> **Task to complete**: Nothing in the records may be changed; retype them in full.

++++++++++++++++++++

//! Fuzz target for the room session controller
//!
//! Feeds `RoomSession` arbitrary room selections, fetch completions, broker
//! frames and timer ticks, with completions tagged for either the current
//! selection or a stale one.
//!
//! # Invariants
//!
//! - Displayed messages always belong to the selected room
//! - No message id is displayed twice
//! - Within one selection the displayed sequence only grows
//! - A `SEND` frame is only produced while `Active`
//! - Once closed, the session emits nothing but link teardown

#![no_main]

use std::{collections::HashSet, sync::Arc, time::Duration};

use arbitrary::Arbitrary;
use guidechat_app::{
    FetchError, RoomSession, SessionAction, SessionEvent, SessionState, SessionTag, StaticToken,
};
use guidechat_core::{BearerToken, ConnectionConfig};
use guidechat_proto::{ChatMessage, Command, Frame, RoomInfo};
use libfuzzer_sys::fuzz_target;

#[derive(Debug, Clone, Arbitrary)]
enum TagChoice {
    Current,
    Stale { room_id: u8, generation: u8 },
}

#[derive(Debug, Clone, Arbitrary)]
enum Op {
    Select { room_id: u8 },
    RoomLoaded { tag: TagChoice, outcome: u8 },
    HistoryLoaded { tag: TagChoice, ids: Vec<u8>, fail: bool },
    TransportOpened { tag: TagChoice },
    TransportClosed { tag: TagChoice },
    Connected { tag: TagChoice },
    Live { tag: TagChoice, id: u8, room_offset: u8, subscription: u8 },
    BrokerError { tag: TagChoice },
    Heartbeat { tag: TagChoice },
    Advance { millis: u16 },
    Send { text: String },
    Unmount,
}

fn resolve(session: &RoomSession<Duration>, choice: &TagChoice) -> SessionTag {
    match (choice, session.tag()) {
        (TagChoice::Current, Some(tag)) => tag,
        (TagChoice::Current, None) => SessionTag { room_id: 0, generation: 0 },
        (TagChoice::Stale { room_id, generation }, _) => {
            SessionTag { room_id: u64::from(*room_id), generation: u64::from(*generation) }
        },
    }
}

fn message(id: u8, room_id: u64) -> ChatMessage {
    ChatMessage {
        id: Some(u64::from(id)),
        room_id,
        sender_id: u64::from(id % 3),
        content: format!("m{id}"),
        created_at: None,
    }
}

fn room(room_id: u64) -> RoomInfo {
    RoomInfo {
        id: room_id,
        title: "room".into(),
        display_title: "guide".into(),
        guide_id: 1,
        user_id: 2,
        updated_at: None,
        last_message_id: None,
    }
}

fn event(session: &RoomSession<Duration>, op: &Op) -> Option<SessionEvent> {
    let event = match op {
        Op::Select { room_id } => SessionEvent::SelectRoom { room_id: u64::from(*room_id) },
        Op::RoomLoaded { tag, outcome } => {
            let tag = resolve(session, tag);
            let result = match outcome % 3 {
                0 => Ok(Some(room(tag.room_id))),
                1 => Ok(None),
                _ => Err(FetchError::Failed("unavailable".into())),
            };
            SessionEvent::RoomLoaded { tag, result }
        },
        Op::HistoryLoaded { tag, ids, fail } => {
            let tag = resolve(session, tag);
            let result = if *fail {
                Err(FetchError::Failed("timeout".into()))
            } else {
                Ok(ids.iter().take(64).map(|id| message(*id, tag.room_id)).collect())
            };
            SessionEvent::HistoryLoaded { tag, result }
        },
        Op::TransportOpened { tag } => SessionEvent::TransportOpened { tag: resolve(session, tag) },
        Op::TransportClosed { tag } => SessionEvent::TransportClosed { tag: resolve(session, tag) },
        Op::Connected { tag } => SessionEvent::FrameReceived {
            tag: resolve(session, tag),
            frame: Frame::new(Command::Connected).with_header("version", "1.2"),
        },
        Op::Live { tag, id, room_offset, subscription } => {
            let tag = resolve(session, tag);
            let room_id = tag.room_id + u64::from(room_offset % 2);
            let body = serde_json::to_vec(&message(*id, room_id)).ok()?;
            let frame = Frame::new(Command::Message)
                .with_header("subscription", format!("sub-{}", subscription % 2))
                .with_header("destination", format!("/topic/userchat/{}", tag.room_id))
                .with_body(body);
            SessionEvent::FrameReceived { tag, frame }
        },
        Op::BrokerError { tag } => SessionEvent::FrameReceived {
            tag: resolve(session, tag),
            frame: Frame::new(Command::Error).with_header("message", "denied"),
        },
        Op::Heartbeat { tag } => SessionEvent::HeartbeatReceived { tag: resolve(session, tag) },
        Op::Unmount => SessionEvent::Unmount,
        Op::Advance { .. } | Op::Send { .. } => return None,
    };
    Some(event)
}

fn check_messages(session: &RoomSession<Duration>) {
    let mut ids = HashSet::new();
    for message in session.messages() {
        assert_eq!(Some(message.room_id), session.room_id(), "message for another room displayed");
        if let Some(id) = message.id {
            assert!(ids.insert(id), "message {id} displayed twice");
        }
    }
}

fuzz_target!(|ops: Vec<Op>| {
    let tokens = Arc::new(StaticToken::new(Some(BearerToken::new("t"))));
    let mut session: RoomSession<Duration> = RoomSession::new(ConnectionConfig::default(), tokens);
    let mut now = Duration::ZERO;

    let mut shown = (session.tag(), 0usize);

    for op in ops.iter().take(256) {
        let was_active = session.state() == &SessionState::Active;
        let was_closed = session.state() == &SessionState::Closed;

        let actions = match op {
            Op::Advance { millis } => {
                now += Duration::from_millis(u64::from(*millis));
                session.handle(SessionEvent::Tick, now)
            },
            Op::Send { text } => session.send(text, now),
            other => match event(&session, other) {
                Some(event) => session.handle(event, now),
                None => continue,
            },
        };

        for action in &actions {
            if let SessionAction::SendFrame { frame, .. } = action
                && frame.command == Command::Send
            {
                assert!(was_active, "SEND produced outside Active");
            }
            if was_closed {
                assert!(
                    matches!(action, SessionAction::CloseTransport { .. }),
                    "closed session emitted {action:?}"
                );
            }
        }

        check_messages(&session);

        let tag = session.tag();
        let len = session.messages().len();
        if tag == shown.0 {
            assert!(len >= shown.1, "displayed sequence shrank within a selection");
        }
        shown = (tag, len);
    }
});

++++++++++++++++++++

> **Solution for this problem**:
//! Fuzz target for the room session controller
//!
//! Feeds `RoomSession` arbitrary room selections, fetch completions, broker
//! frames and timer ticks, with completions tagged for either the current
//! selection or a stale one.
//!
//! # Invariants
//!
//! - Displayed messages always belong to the selected room
//! - No message id is displayed twice
//! - Within one selection the displayed sequence only grows
//! - A `SEND` frame is only produced while `Active`
//! - Once closed, the session emits nothing but link teardown

#![no_main]

use std::{collections::HashSet, sync::Arc, time::Duration};

use arbitrary::Arbitrary;
use guidechat_app::{
    FetchError, RoomSession, SessionAction, SessionEvent, SessionState, SessionTag, StaticToken,
};
use guidechat_core::{BearerToken, ConnectionConfig};
use guidechat_proto::{ChatMessage, Command, Frame, RoomInfo};
use libfuzzer_sys::fuzz_target;

#[derive(Debug, Clone, Arbitrary)]
enum TagChoice {
    Current,
    Stale { room_id: u8, generation: u8 },
}

#[derive(Debug, Clone, Arbitrary)]
enum Op {
    Select { room_id: u8 },
    RoomLoaded { tag: TagChoice, outcome: u8 },
    HistoryLoaded { tag: TagChoice, ids: Vec<u8>, fail: bool },
    TransportOpened { tag: TagChoice },
    TransportClosed { tag: TagChoice },
    Connected { tag: TagChoice },
    Live { tag: TagChoice, id: u8, room_offset: u8, subscription: u8 },
    BrokerError { tag: TagChoice },
    Heartbeat { tag: TagChoice },
    Advance { millis: u16 },
    Send { text: String },
    Unmount,
}

fn resolve(session: &RoomSession<Duration>, choice: &TagChoice) -> SessionTag {
    match (choice, session.tag()) {
        (TagChoice::Current, Some(tag)) => tag,
        (TagChoice::Current, None) => SessionTag { room_id: 0, generation: 0 },
        (TagChoice::Stale { room_id, generation }, _) => {
            SessionTag { room_id: u64::from(*room_id), generation: u64::from(*generation) }
        },
    }
}

fn message(id: u8, room_id: u64) -> ChatMessage {
    ChatMessage {
        id: Some(u64::from(id)),
        room_id,
        sender_id: u64::from(id % 3),
        content: format!("m{id}"),
        created_at: None,
    }
}

fn room(room_id: u64) -> RoomInfo {
    RoomInfo {
        id: room_id,
        title: "room".into(),
        display_title: "guide".into(),
        guide_id: 1,
        user_id: 2,
        updated_at: None,
        last_message_id: None,
    }
}

fn event(session: &RoomSession<Duration>, op: &Op) -> Option<SessionEvent> {
    let event = match op {
        Op::Select { room_id } => SessionEvent::SelectRoom { room_id: u64::from(*room_id) },
        Op::RoomLoaded { tag, outcome } => {
            let tag = resolve(session, tag);
            let result = match outcome % 3 {
                0 => Ok(Some(room(tag.room_id))),
                1 => Ok(None),
                _ => Err(FetchError::Failed("unavailable".into())),
            };
            SessionEvent::RoomLoaded { tag, result }
        },
        Op::HistoryLoaded { tag, ids, fail } => {
            let tag = resolve(session, tag);
            let result = if *fail {
                Err(FetchError::Failed("timeout".into()))
            } else {
                Ok(ids.iter().take(64).map(|id| message(*id, tag.room_id)).collect())
            };
            SessionEvent::HistoryLoaded { tag, result }
        },
        Op::TransportOpened { tag } => SessionEvent::TransportOpened { tag: resolve(session, tag) },
        Op::TransportClosed { tag } => SessionEvent::TransportClosed { tag: resolve(session, tag) },
        Op::Connected { tag } => SessionEvent::FrameReceived {
            tag: resolve(session, tag),
            frame: Frame::new(Command::Connected).with_header("version", "1.2"),
        },
        Op::Live { tag, id, room_offset, subscription } => {
            let tag = resolve(session, tag);
            let room_id = tag.room_id + u64::from(room_offset % 2);
            let body = serde_json::to_vec(&message(*id, room_id)).ok()?;
            let frame = Frame::new(Command::Message)
                .with_header("subscription", format!("sub-{}", subscription % 2))
                .with_header("destination", format!("/topic/userchat/{}", tag.room_id))
                .with_body(body);
            SessionEvent::FrameReceived { tag, frame }
        },
        Op::BrokerError { tag } => SessionEvent::FrameReceived {
            tag: resolve(session, tag),
            frame: Frame::new(Command::Error).with_header("message", "denied"),
        },
        Op::Heartbeat { tag } => SessionEvent::HeartbeatReceived { tag: resolve(session, tag) },
        Op::Unmount => SessionEvent::Unmount,
        Op::Advance { .. } | Op::Send { .. } => return None,
    };
    Some(event)
}

fn check_messages(session: &RoomSession<Duration>) {
    let mut ids = HashSet::new();
    for message in session.messages() {
        assert_eq!(Some(message.room_id), session.room_id(), "message for another room displayed");
        if let Some(id) = message.id {
            assert!(ids.insert(id), "message {id} displayed twice");
        }
    }
}

fuzz_target!(|ops: Vec<Op>| {
    let tokens = Arc::new(StaticToken::new(Some(BearerToken::new("t"))));
    let mut session: RoomSession<Duration> = RoomSession::new(ConnectionConfig::default(), tokens);
    let mut now = Duration::ZERO;

    let mut shown = (session.tag(), 0usize);

    for op in ops.iter().take(256) {
        let was_active = session.state() == &SessionState::Active;
        let was_closed = session.state() == &SessionState::Closed;

        let actions = match op {
            Op::Advance { millis } => {
                now += Duration::from_millis(u64::from(*millis));
                session.handle(SessionEvent::Tick, now)
            },
            Op::Send { text } => session.send(text, now),
            other => match event(&session, other) {
                Some(event) => session.handle(event, now),
                None => continue,
            },
        };

        for action in &actions {
            if let SessionAction::SendFrame { frame, .. } = action
                && frame.command == Command::Send
            {
                assert!(was_active, "SEND produced outside Active");
            }
            if was_closed {
                assert!(
                    matches!(action, SessionAction::CloseTransport { .. }),
                    "closed session emitted {action:?}"
                );
            }
        }

        check_messages(&session);

        let tag = session.tag();
        let len = session.messages().len();
        if tag == shown.0 {
            assert!(len >= shown.1, "displayed sequence shrank within a selection");
        }
        shown = (tag, len);
    }
});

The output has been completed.